The film itself does sort of develop into something resembling a Taken movie but, for the most part, this is a different genre altogether. Unknown goes for more of a Hitchcockian mystery like, say, The Man Who Knew Too Much but with a modern edge, of course. Neeson plays a man who arrives in Berlin for an event but, on the way to recovering his briefcase from the airport, soon has a car accident. When he wakes up and leaves the hospital, he finds that no-one, not even his wife recognises him and that another man has taken over his identity. The whole film is spent following Neeson's character as he tries to figure out exactly what the hell is going on, who is messing with him or whether he's somehow lost his mind.

It's a fun intrigue to try and decipher and the film is well made enough to keep you guessing and wanting to guess throughout. Add to that some car chases, explosions and punch-outs here and there and you've got yourself one entertaining little movie which should please Taken fans and fans of that type of psychological thriller in general. There are quite a few twists and turns to keep up with and, although admittedly the initial twist is surprisingly clever, altogether these many reveals don't add up to something that makes a whole lot of sense. And even if you're perfectly happy to not overthink the film and accept the dubious logic it chooses (I know I did!), in retrospect, a lot of Unknown is pretty silly.

I won't spoil it for you but suffice it to say that Neeson's not very good at his job in this movie, much like he wasn't in this year's Non-Stop.

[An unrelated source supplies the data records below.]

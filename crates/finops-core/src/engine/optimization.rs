//! Optimization recommendations
//!
//! Turns waste findings and the raw inventory into three tiers of
//! recommendations: quick wins (0-30 days), medium term (30-90 days) and
//! long term (90+ days).

use serde::{Deserialize, Serialize};

use crate::config::AnalysisConfig;
use crate::engine::waste::{category_savings, WasteReport};
use crate::models::CostDataset;

/// Qualitative effort or impact level
#[derive(Debug, Clone, Copy, PartialEq, Eq, Serialize, Deserialize)]
pub enum Level {
    Low,
    Medium,
    High,
}

impl std::fmt::Display for Level {
    fn fmt(&self, f: &mut std::fmt::Formatter<'_>) -> std::fmt::Result {
        let label = match self {
            Level::Low => "Low",
            Level::Medium => "Medium",
            Level::High => "High",
        };
        f.write_str(label)
    }
}

#[derive(Debug, Clone, PartialEq, Serialize, Deserialize)]
pub struct OptimizationRecommendation {
    pub title: String,
    pub monthly_savings: f64,
    pub effort: Level,
    pub impact: Level,
    pub timeframe: String,
}

impl OptimizationRecommendation {
    fn new(
        title: impl Into<String>,
        monthly_savings: f64,
        effort: Level,
        impact: Level,
        timeframe: &str,
    ) -> Self {
        Self {
            title: title.into(),
            monthly_savings,
            effort,
            impact,
            timeframe: timeframe.to_string(),
        }
    }
}

/// Recommendations grouped by tier
#[derive(Debug, Clone, PartialEq, Serialize, Deserialize)]
pub struct OptimizationPlan {
    pub quick_wins: Vec<OptimizationRecommendation>,
    pub medium_term: Vec<OptimizationRecommendation>,
    pub long_term: Vec<OptimizationRecommendation>,
    pub total_potential_savings: f64,
    pub total_annual_impact: f64,
}

impl OptimizationPlan {
    /// All recommendations, quick wins first
    pub fn recommendations(&self) -> impl Iterator<Item = &OptimizationRecommendation> {
        self.quick_wins
            .iter()
            .chain(self.medium_term.iter())
            .chain(self.long_term.iter())
    }
}

fn tier_savings(tier: &[OptimizationRecommendation]) -> f64 {
    tier.iter().fold(0.0, |acc, r| acc + r.monthly_savings)
}

/// Produces tiered recommendations from waste findings and inventory
pub struct Optimizer<'a> {
    config: &'a AnalysisConfig,
}

impl<'a> Optimizer<'a> {
    pub fn new(config: &'a AnalysisConfig) -> Self {
        Self { config }
    }

    /// Build the full recommendation plan
    pub fn optimize(&self, dataset: &CostDataset, waste: &WasteReport) -> OptimizationPlan {
        let quick_wins = self.quick_wins(waste);
        let medium_term = self.medium_term(dataset);
        let long_term = self.long_term(dataset);

        let total_potential_savings =
            tier_savings(&quick_wins) + tier_savings(&medium_term) + tier_savings(&long_term);

        OptimizationPlan {
            quick_wins,
            medium_term,
            long_term,
            total_potential_savings,
            total_annual_impact: total_potential_savings * 12.0,
        }
    }

    /// Cleanup of idle compute, orphaned volumes and unused addresses
    pub fn quick_wins(&self, waste: &WasteReport) -> Vec<OptimizationRecommendation> {
        let categories = &waste.categories;
        let candidates = [
            OptimizationRecommendation::new(
                "Terminate idle EC2 instances",
                category_savings(&categories.idle_compute),
                Level::Low,
                Level::High,
                "0-7 days",
            ),
            OptimizationRecommendation::new(
                "Delete unattached EBS volumes",
                category_savings(&categories.orphaned_volumes),
                Level::Low,
                Level::Medium,
                "0-7 days",
            ),
            OptimizationRecommendation::new(
                "Release unused Elastic IPs",
                category_savings(&categories.unused_addresses),
                Level::Low,
                Level::Low,
                "0-1 days",
            ),
        ];

        let mut wins: Vec<_> = candidates
            .into_iter()
            .filter(|r| r.monthly_savings > 0.0)
            .collect();
        // Stable: equal savings keep category order
        wins.sort_by(|a, b| {
            b.monthly_savings
                .partial_cmp(&a.monthly_savings)
                .unwrap_or(std::cmp::Ordering::Equal)
        });
        wins
    }

    /// Storage-class migration of attached legacy volumes
    pub fn medium_term(&self, dataset: &CostDataset) -> Vec<OptimizationRecommendation> {
        let opts = &self.config.optimization;
        let pricing = &self.config.pricing;
        let rate_delta = pricing.storage_rate_per_gb(&opts.legacy_volume_type)
            - pricing.storage_rate_per_gb(&opts.upgraded_volume_type);

        let legacy: Vec<_> = dataset
            .volumes
            .iter()
            .filter(|v| v.volume_type == opts.legacy_volume_type && v.is_attached())
            .collect();

        let mut candidates = Vec::new();
        if !legacy.is_empty() {
            let savings = legacy
                .iter()
                .fold(0.0, |acc, v| acc + v.size_gb as f64 * rate_delta);
            candidates.push(OptimizationRecommendation::new(
                format!(
                    "Convert {} EBS volumes from {} to {}",
                    legacy.len(),
                    opts.legacy_volume_type,
                    opts.upgraded_volume_type
                ),
                savings,
                Level::Medium,
                Level::Medium,
                "30-60 days",
            ));
        }

        // Right-sizing needs memory and per-hour CPU data the dataset lacks,
        // so its estimate is zero and the filter below drops it.
        candidates.push(OptimizationRecommendation::new(
            "Right-size EC2 instances (requires detailed analysis)",
            0.0,
            Level::Medium,
            Level::High,
            "30-90 days",
        ));

        candidates
            .into_iter()
            .filter(|r| r.monthly_savings > 0.0)
            .collect()
    }

    /// Reserved capacity for a large enough running fleet
    pub fn long_term(&self, dataset: &CostDataset) -> Vec<OptimizationRecommendation> {
        let opts = &self.config.optimization;
        let running: Vec<_> = dataset.running_instances().collect();

        if running.len() < opts.reserved_min_instances {
            return Vec::new();
        }

        let on_demand = running.iter().fold(0.0, |acc, i| {
            acc + self.config.pricing.compute_monthly(&i.instance_type)
        });

        vec![OptimizationRecommendation::new(
            format!("Purchase Reserved Instances for {} instances", running.len()),
            on_demand * opts.reserved_discount,
            Level::High,
            Level::High,
            "90+ days",
        )]
    }
}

The cast also includes January Jones, who once again barely emotes during the entirety of the film, Diane Kruger, who is probably too good to be in this and Bruno Ganz, who was once Hitler in that Downfall movie so good luck trying to resist the urge to picture funny subtitles during his scenes. Frank Langella also appears about halfway through but he doesn't stick around for too long. It's an altogether solid cast and, like I said, the film's well made and is rather fun but it's definitely one of those movies which goes for a serious tone but, if you think about its plot for two seconds, still manages to come off as amusingly ludicrous.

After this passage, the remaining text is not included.